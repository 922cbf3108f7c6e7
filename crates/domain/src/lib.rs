//! Domain types shared across the MeetSync workspace.
//!
//! This crate holds the canonical data model (meetings, connections,
//! summaries, analytics events), the error taxonomy, configuration types,
//! and the constants that govern fetch windows and cache lifetimes. It has
//! no I/O dependencies.

pub mod config;
pub mod constants;
pub mod errors;
pub mod types;

pub use config::{Config, DatabaseConfig, LlmConfig, ProviderConfig, ServerConfig};
pub use constants::{
    CALENDAR_APP_NAME, DEFAULT_CACHE_TTL_MS, EVENT_ACTION_CASCADE, FETCH_WINDOW_DAYS,
    MAX_EVENT_RESULTS, NO_TITLE_PLACEHOLDER, PROMPT_ATTENDEE_LIMIT, PROMPT_DESCRIPTION_LIMIT,
    WATCH_ACTION_CASCADE,
};
pub use errors::{FallbackCategory, FallbackInfo, Result, SyncError, UpstreamError};
pub use types::connection::{AuthorizationRequest, ConnectionRecord, ConnectionStatus, UserProfile};
pub use types::events::{AnalyticsEvent, PushMessage, WatchSubscription, WebhookEvent};
pub use types::meeting::{
    Attendee, CachedMeetings, EventQuery, EventTime, Meeting, MeetingKind, MeetingsPayload,
    Organizer, RawAttendee, RawEvent,
};
pub use types::summary::{LlmCompletion, SummaryPayload, SummaryRecord};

→ Exercise
Where in the records does the word "errors" appear? Copy each line that holds it.

→ Task solution
pub mod errors;
pub use errors::{FallbackCategory, FallbackInfo, Result, SyncError, UpstreamError};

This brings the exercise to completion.